ASG Model Guide
The Abstract Semantic Graph (ASG) is Ascribe's output model, matching the official AsciiDoc specification's semantic schema. While the AST captures parser-level structure, the ASG represents the document in the canonical form expected by the AsciiDoc TCK.
ASG vs AST
| Aspect | AST | ASG |
|---|---|---|
| Purpose | Parser output | Canonical document model |
| Positions | Span (past-end) |
Location (inclusive, 1-based) |
| Headings | Flat Heading nodes |
Nested Section containers |
| Inline markup | Bold, Italic, Mono |
Span with variant/form |
| Lists | UnorderedList/OrderedList |
List with variant/marker |
| JSON | Not serializable | Schema-derived codecs |
Node Type Hierarchy
All ASG types are defined in io.eleven19.ascribe.asg:
sealed trait Node derives Schema:
def location: Location
def nodeType: String // "block", "inline", or "string"
sealed trait Block extends Node // all block-level content
sealed trait Inline extends Node // all inline content
Block Types
- Document -- top-level container (extends
Nodedirectly, notBlock) - Section -- heading + nested blocks, with
level - Heading -- discrete heading (not part of a section)
- Paragraph -- contains
inlines: Chunk[Inline] - Listing, Literal, Pass, Stem, Verse -- verbatim/special blocks with
form,delimiter,inlines - Sidebar, Example, Admonition, Open, Quote -- parent blocks with
form,delimiter,blocks - List, DList -- ordered/unordered and description lists
- ListItem, DListItem -- list entries with
marker,principal - Table -- table block with
cols(column specs),rows(header, body, footer groups) - TableRow -- a row containing
cells - TableCell -- a cell with optional
style,colspan,rowspan, and content (inlines or nested blocks) - Break -- thematic/page breaks
- Audio, Video, Image, Toc -- block macros
Inline Types
- Span -- formatting (strong, emphasis, code, mark) with
variantandform(constrained/unconstrained) - Ref -- links and cross-references with
variant,target - Text -- plain text content (
nodeType = "string") - CharRef -- character references (
nodeType = "string") - Raw -- passthrough content (
nodeType = "string")
Schema-Derived Codecs
JSON serialization uses zio-blocks-schema:
object AsgCodecs:
private val codec = summon[Schema[Node]].derive(
JsonBinaryCodecDeriver
.withDiscriminatorKind(DiscriminatorKind.Field("name"))

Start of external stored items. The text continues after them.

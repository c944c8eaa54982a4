//! Per-request execution context.

use std::path::{Path, PathBuf};
use std::sync::Arc;
use std::time::Duration;

use parking_lot::Mutex;
use serde::Serialize;
use serde::de::DeserializeOwned;
use serde_json::Value;
use stagehand_core::StateSink;
use stagehand_store::{Database, Profile, ProfileRepo, StoreError};
use tokio_util::sync::CancellationToken;
use tracing::{debug, warn};

use crate::api::{ApiClient, ApiClientFactory};
use crate::cancel::CancelFuncs;
use crate::connection::Connection;
use crate::errors::RpcError;
use crate::notify::{NotificationInterceptor, Notifier};
use crate::progress::ProgressBridge;

/// Opens the local database on demand.
pub trait StoreOpener: Send + Sync {
    /// Open a fresh handle.
    fn open(&self) -> Result<Database, StoreError>;
}

/// Opens the database file at a fixed path.
#[derive(Clone, Debug)]
pub struct FileStoreOpener {
    path: PathBuf,
}

impl FileStoreOpener {
    /// Opener for the database at `path`.
    pub fn new(path: impl Into<PathBuf>) -> Self {
        Self { path: path.into() }
    }

    /// Database file location.
    pub fn path(&self) -> &Path {
        &self.path
    }
}

impl StoreOpener for FileStoreOpener {
    fn open(&self) -> Result<Database, StoreError> {
        Database::open(&self.path)
    }
}

/// Process-wide dependencies shared by every request.
pub struct ServiceContext {
    /// Version reported by `Version.Get` and attached to internal errors.
    pub version: String,
    /// Builds remote API clients.
    pub api: Arc<dyn ApiClientFactory>,
    /// Opens the local database.
    pub store: Arc<dyn StoreOpener>,
    /// Minimum spacing between `Progress` notifications.
    pub progress_interval: Duration,
}

/// Everything one request's handler runs with.
///
/// The store handle is opened on first use and released by the dispatcher
/// when the handler returns, whatever the outcome.
pub struct RequestContext {
    method: String,
    id: Option<Value>,
    params: Option<Value>,
    services: Arc<ServiceContext>,
    conn: Arc<Connection>,
    cancel: CancellationToken,
    notifier: Arc<Notifier>,
    progress: Arc<ProgressBridge>,
    store: Mutex<Option<Database>>,
}

impl RequestContext {
    /// Build a context for one request, scoped under `parent`.
    pub fn new(
        services: Arc<ServiceContext>,
        conn: Arc<Connection>,
        method: impl Into<String>,
        id: Option<Value>,
        params: Option<Value>,
        parent: &CancellationToken,
    ) -> Self {
        let notifier = Arc::new(Notifier::new(Arc::clone(&conn)));
        let progress = Arc::new(ProgressBridge::new(
            Arc::clone(&notifier),
            services.progress_interval,
        ));
        Self {
            method: method.into(),
            id,
            params,
            services,
            conn,
            cancel: parent.child_token(),
            notifier,
            progress,
            store: Mutex::new(None),
        }
    }

    /// Method being served.
    pub fn method(&self) -> &str {
        &self.method
    }

    /// Request id, `None` for peer notifications.
    pub fn id(&self) -> Option<&Value> {
        self.id.as_ref()
    }

    /// Version string of this build.
    pub fn version(&self) -> &str {
        &self.services.version
    }

    /// Decode the parameters into `T`.
    ///
    /// Absent parameters decode as an empty object.
    pub fn params<T: DeserializeOwned>(&self) -> Result<T, RpcError> {
        let raw = self
            .params
            .clone()
            .unwrap_or_else(|| Value::Object(serde_json::Map::new()));
        serde_json::from_value(raw)
            .map_err(|e| RpcError::invalid_params(format!("Invalid params for {}: {e}", self.method)))
    }

    /// The request's cancellation scope (child of the connection scope).
    pub fn cancel_token(&self) -> &CancellationToken {
        &self.cancel
    }

    /// Connection-scoped operation id → cancel trigger map.
    pub fn cancel_funcs(&self) -> &CancelFuncs {
        self.conn.cancel_funcs()
    }

    // ── Store ───────────────────────────────────────────────────────

    /// Run `f` against the request's store handle, opening it on first use.
    pub fn with_store<T>(
        &self,
        f: impl FnOnce(&Database) -> Result<T, StoreError>,
    ) -> Result<T, RpcError> {
        let mut slot = self.store.lock();
        if slot.is_none() {
            let db = self.services.store.open()?;
            debug!(method = %self.method, path = %db.path().display(), "opened store for request");
            *slot = Some(db);
        }
        match slot.as_ref() {
            Some(db) => f(db).map_err(RpcError::from),
            None => Err(RpcError::internal("store handle unavailable")),
        }
    }

    /// Close the store handle if one was opened. Close errors are logged.
    pub fn release_store(&self) {
        let Some(db) = self.store.lock().take() else {
            return;
        };
        if let Err(e) = db.close() {
            warn!(method = %self.method, error = %e, "failed to close store");
        }
    }

    /// Whether a store handle is currently open.
    pub fn has_open_store(&self) -> bool {
        self.store.lock().is_some()
    }

    // ── Notifications ───────────────────────────────────────────────

    /// Send a notification to the peer (or its interceptor).
    pub fn notify<T: Serialize>(&self, method: &str, params: &T) -> Result<(), RpcError> {
        let params = serde_json::to_value(params)
            .map_err(|e| RpcError::internal(format!("encoding {method} notification: {e}")))?;
        self.notifier.notify(method, params)
    }

    /// Route notifications named `method` to `interceptor` for this request.
    pub fn intercept_notification(&self, method: &str, interceptor: NotificationInterceptor) {
        self.notifier.intercept(method, interceptor);
    }

    /// Undo [`intercept_notification`](Self::intercept_notification).
    pub fn stop_intercepting_notification(&self, method: &str) {
        self.notifier.stop_intercepting(method);
    }

    // ── Progress ────────────────────────────────────────────────────

    /// Begin tracking progress from 0 with an unknown size.
    pub fn start_progress(&self) {
        self.start_progress_with_initial_and_total(0.0, 0);
    }

    /// Begin tracking progress from 0 for `total_bytes` of work.
    pub fn start_progress_with_total_bytes(&self, total_bytes: u64) {
        self.start_progress_with_initial_and_total(0.0, total_bytes);
    }

    /// Begin tracking progress from `initial`.
    ///
    /// Calling while already tracking logs a warning and does nothing.
    pub fn start_progress_with_initial_and_total(&self, initial: f64, total_bytes: u64) {
        let _ = self.progress.start(initial, total_bytes);
    }

    /// Stop tracking progress.
    ///
    /// Calling while not tracking logs a warning and does nothing.
    pub fn end_progress(&self) {
        let _ = self.progress.end();
    }

    /// Leveled log + progress sink bound to this request.
    pub fn sink(&self) -> Arc<dyn StateSink> {
        Arc::clone(&self.progress) as Arc<dyn StateSink>
    }

    // ── API clients ─────────────────────────────────────────────────

    /// Unauthenticated client.
    pub fn root_client(&self) -> Result<Arc<dyn ApiClient>, RpcError> {
        self.services
            .api
            .client(None)
            .map_err(|e| RpcError::internal(format!("creating API client: {e}")))
    }

    /// Client authenticated with a raw credential.
    pub fn key_client(&self, key: &str) -> Result<Arc<dyn ApiClient>, RpcError> {
        self.services
            .api
            .client(Some(key))
            .map_err(|e| RpcError::internal(format!("creating API client: {e}")))
    }

    /// Client authenticated as a stored profile.
    ///
    /// A zero id, an unknown profile, or a profile without a credential is an
    /// internal error.
    pub fn profile_client(&self, profile_id: i64) -> Result<(Profile, Arc<dyn ApiClient>), RpcError> {
        if profile_id == 0 {
            return Err(RpcError::internal("profileId must be non-zero"));
        }
        let profile = self
            .with_store(|db| ProfileRepo::new(db).get(profile_id))?
            .ok_or_else(|| RpcError::internal(format!("Could not find profile {profile_id}")))?;
        let client = match profile.credential() {
            Some(key) => self.key_client(key)?,
            None => {
                return Err(RpcError::internal(format!(
                    "Profile {profile_id} lacks an API key"
                )));
            }
        };
        Ok((profile, client))
    }
}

.withCaseNameMapper(NameMapper.Custom(mapCaseName))
.withTransientDefaultValue(true)
)
def encode(node: Node): String = new String(codec.encode(node).toArray)
def decode(json: String): Either[String, Node] = ...
Key aspects:
DiscriminatorKind.Field("name")-- The type discriminator is a"name"field in the JSON, e.g.,"name": "paragraph".mapCaseName-- Converts Scala case class names to ASG names:Paragraphbecomes"paragraph",DListbecomes"dlist",CharRefbecomes"charref".withTransientDefaultValue(true)-- Fields withNoneor empty default values are omitted from JSON output.
Private Constructors and Smart Apply
ASG case classes have private constructors to enforce invariants:
case class Paragraph private (
id: Option[String],
title: Option[Chunk[Inline]],
// ...
@Modifier.rename("type") nodeType: String
) extends Block derives Schema
object Paragraph:
def apply(
id: Option[String] = None,
// ...
location: Location
): Paragraph = new Paragraph(id, ..., location, "block")
The nodeType field (serialized as "type" in JSON) is always set to the correct value ("block", "inline", or "string") by the companion apply method.
Location Type
Location wraps start and end Position values. It serializes as a JSON array rather than an object, matching the TCK schema:
case class Location(start: Position, end: Position)
object Location:
given Schema[Location] = summon[Schema[Chunk[Position]]].transform[Location](
chunk => Location(chunk(0), chunk(1)),
loc => Chunk(loc.start, loc.end)
)
This produces JSON like: "location": [[1, 1], [3, 15]]
Position has 1-based line and col fields, with an optional file for multi-file documents.